The fine is ₹1.2 billion (US$1.3 billion), the highest since the EU’s tough data protection rules came into force five years ago Amazon‘s ₹746 million ($865 million) fine in 2021 for privacy violations. Meta, which previously warned that services could be shut down for its users in Europe, vowed to appeal and ask the courts to put the decision on hold. The company said, “There is no disruption at Facebook in Europe.” The decision applies to user data such as names, email and IP addresses, messages, viewing history, geolocation data and other information that Meta – and other tech giants like Google – use for targeted online advertising.

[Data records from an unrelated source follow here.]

mod common;

use axum::http::StatusCode;
use common::{canonical, Harness, RecordingEncoder};
use replay_host::clip::{ClipErrorKind, ClipRequest, StorageOption};
use serde_json::json;
use std::path::PathBuf;

fn request(source: Option<PathBuf>, start_time: f64, duration: f64, title: &str) -> ClipRequest {
	ClipRequest {
		source,
		start_time,
		duration,
		title: Some(title.to_string()),
	}
}

#[tokio::test]
async fn non_positive_duration_never_invokes_encoder() {
	let harness = Harness::new(RecordingEncoder::working());
	let source = harness.write_media("vods/a.mp4", 10);

	for duration in [0.0, -5.0, f64::NAN] {
		let result = harness.state.clips.create_clip(request(Some(source.clone()), 1.0, duration, "x")).await;
		assert!(!result.success);
		assert_eq!(result.error_kind, Some(ClipErrorKind::InvalidDuration));
	}

	assert!(harness.encoder.jobs().is_empty());
}

#[tokio::test]
async fn invalid_start_and_missing_source_are_rejected() {
	let harness = Harness::new(RecordingEncoder::working());
	let source = harness.write_media("vods/a.mp4", 10);

	let negative = harness.state.clips.create_clip(request(Some(source), -1.0, 5.0, "x")).await;
	assert_eq!(negative.error_kind, Some(ClipErrorKind::InvalidStartOffset));

	let no_source = harness.state.clips.create_clip(request(None, 0.0, 5.0, "x")).await;
	assert_eq!(no_source.error_kind, Some(ClipErrorKind::NoSourceLoaded));
	assert_eq!(no_source.error.as_deref(), Some("No source video is currently loaded"));

	assert!(harness.encoder.jobs().is_empty());
}

#[tokio::test]
async fn missing_encoder_is_reported_without_invocation() {
	let harness = Harness::new(RecordingEncoder::missing());
	let source = harness.write_media("vods/a.mp4", 10);

	let result = harness.state.clips.create_clip(request(Some(source), 0.0, 5.0, "x")).await;
	assert!(!result.success);
	assert_eq!(result.error_kind, Some(ClipErrorKind::EncoderUnavailable));
	assert!(result.error.unwrap().contains("ffmpeg is not installed or not in PATH"));
	assert!(harness.encoder.jobs().is_empty());
}

#[tokio::test]
async fn clip_is_written_next_to_source() {
	let harness = Harness::new(RecordingEncoder::working());
	let source = harness.write_media("vods/a.mp4", 10);
	harness.state.clips.set_storage_option(StorageOption::SourceVideoDir, None).await;

	let result = harness.state.clips.create_clip(request(Some(source.clone()), 12.5, 30.0, " a/b:c ")).await;
	assert!(result.success, "{:?}", result.error);

	let expected = canonical(&harness.path("vods/clips")).join("a_b_c.mp4");
	assert_eq!(result.file_path, Some(expected.clone()));
	assert!(expected.is_file());

	let jobs = harness.encoder.jobs();
	assert_eq!(jobs.len(), 1);
	assert_eq!(jobs[0].source, source);
	assert_eq!(jobs[0].start, 12.5);
	assert_eq!(jobs[0].duration, 30.0);
}

#[tokio::test]
async fn untitled_clip_gets_timestamp_name() {
	let harness = Harness::new(RecordingEncoder::working());
	let source = harness.write_media("vods/a.mp4", 10);

	let result = harness.state.clips.create_clip(request(Some(source), 0.0, 1.0, "")).await;
	let path = result.file_path.unwrap();
	let name = path.file_name().unwrap().to_string_lossy().into_owned();

	assert!(name.starts_with("clip_"), "{name}");
	assert!(name.ends_with(".mp4"), "{name}");
	assert_eq!(name.len(), "clip_YYYYMMDD_HHMMSS.mp4".len());
	assert!(path.starts_with(canonical(&harness.path("home")).join("replay-clips")));
}

#[tokio::test]
async fn encoder_failure_carries_its_output() {
	let harness = Harness::new(RecordingEncoder::failing("Unknown encoder 'libx264'"));
	let source = harness.write_media("vods/a.mp4", 10);

	let result = harness.state.clips.create_clip(request(Some(source), 0.0, 1.0, "x")).await;
	assert!(!result.success);
	assert_eq!(result.error_kind, Some(ClipErrorKind::EncodingFailed));
	assert!(result.error.unwrap().contains("Unknown encoder 'libx264'"));
	assert_eq!(harness.encoder.jobs().len(), 1);
}

#[tokio::test]
async fn uncreatable_output_directory_is_reported() {
	let harness = Harness::new(RecordingEncoder::working());
	let source = harness.write_media("vods/a.mp4", 10);
	let blocker = harness.write_media("blocker", 1);
	harness.state.clips.set_storage_option(StorageOption::CustomDir, Some(blocker.join("out"))).await;

	let result = harness.state.clips.create_clip(request(Some(source), 0.0, 1.0, "x")).await;
	assert_eq!(result.error_kind, Some(ClipErrorKind::DirectoryCreateFailed));
	assert!(harness.encoder.jobs().is_empty());
}

#[tokio::test]
async fn saved_clips_are_listed_sorted_and_filtered() {
	let harness = Harness::new(RecordingEncoder::working());
	let custom = harness.path("exports");
	harness.state.clips.set_storage_option(StorageOption::CustomDir, Some(custom.clone())).await;

	harness.write_media("exports/b.webm", 1);
	harness.write_media("exports/notes.txt", 1);
	harness.write_media("appdata/clips/a.mp4", 1);
	harness.write_media("home/Videos/replay-clips/c.MOV", 1);

	let clips = harness.state.clips.list_clips(None).await;
	let names: Vec<String> = clips.iter().map(|p| p.file_name().unwrap().to_string_lossy().into_owned()).collect();

	assert_eq!(names.len(), 3, "{names:?}");
	assert!(names.contains(&"a.mp4".to_string()));
	assert!(names.contains(&"b.webm".to_string()));
	assert!(names.contains(&"c.MOV".to_string()));

	let mut sorted = clips.clone();
	sorted.sort();
	assert_eq!(clips, sorted);
}

#[tokio::test]
async fn custom_storage_over_http() {
	let harness = Harness::new(RecordingEncoder::working());
	let media = harness.write_media("vods/a.mp4", 10);
	harness.send_json("POST", "/api/media", json!({ "path": media })).await;

	let exports = harness.path("exports");
	let storage = harness
		.send_json("PUT", "/api/clips/storage", json!({ "option": "custom_dir", "custom_dir": exports }))
		.await;
	assert_eq!(storage.status, StatusCode::OK);
	assert_eq!(storage.json()["option"], "custom_dir");

	// An empty directory keeps the previously configured one.
	harness.send_json("PUT", "/api/clips/storage", json!({ "option": "custom_dir", "custom_dir": "" })).await;
	let dir = harness.get("/api/clips/dir").await.json();
	assert_eq!(dir["dir"], json!(exports));

	let created = harness.send_json("POST", "/api/clips", json!({ "start_time": 3.0, "duration": 2.0, "title": "highlight" })).await;
	assert_eq!(created.status, StatusCode::OK);
	let body = created.json();
	assert_eq!(body["success"], true, "{body}");
	assert_eq!(body["filePath"], json!(canonical(&exports).join("highlight.mp4")));

	let listed = harness.get("/api/clips").await.json();
	assert_eq!(listed["clips"], json!([canonical(&exports).join("highlight.mp4")]));
}

#[tokio::test]
async fn clip_request_while_idle_is_a_failed_result() {
	let harness = Harness::new(RecordingEncoder::working());

	let response = harness.send_json("POST", "/api/clips", json!({ "start_time": 0.0, "duration": 2.0 })).await;
	assert_eq!(response.status, StatusCode::OK);

	let body = response.json();
	assert_eq!(body["success"], false);
	assert_eq!(body["errorKind"], "no_source_loaded");
}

“This decision is flawed, unjustified and sets a dangerous precedent for the myriad other companies that transfer data between the EU and the US,” said Nick Clegg, Meta’s president of global affairs and chief legal officer Jennifer Newstead called. It’s another twist in a legal battle that began in 2013 when Austrian lawyer and privacy activist Max Schrems filed a complaint about Facebook’s handling of his data after following a former National Security Agency employee Edward SnowdenElectronic surveillance disclosures by US security agencies. This included the disclosure that Facebook gave authorities access to Europeans’ personal data.
The saga has highlighted the conflict between Washington and Brussels over the differences between Europe’s strict view on data protection and the comparatively lax regime in the US, which has no federal data protection law. The EU has led the world in curbing the power of big tech, forcing them to monitor their platforms more closely through a series of regulations.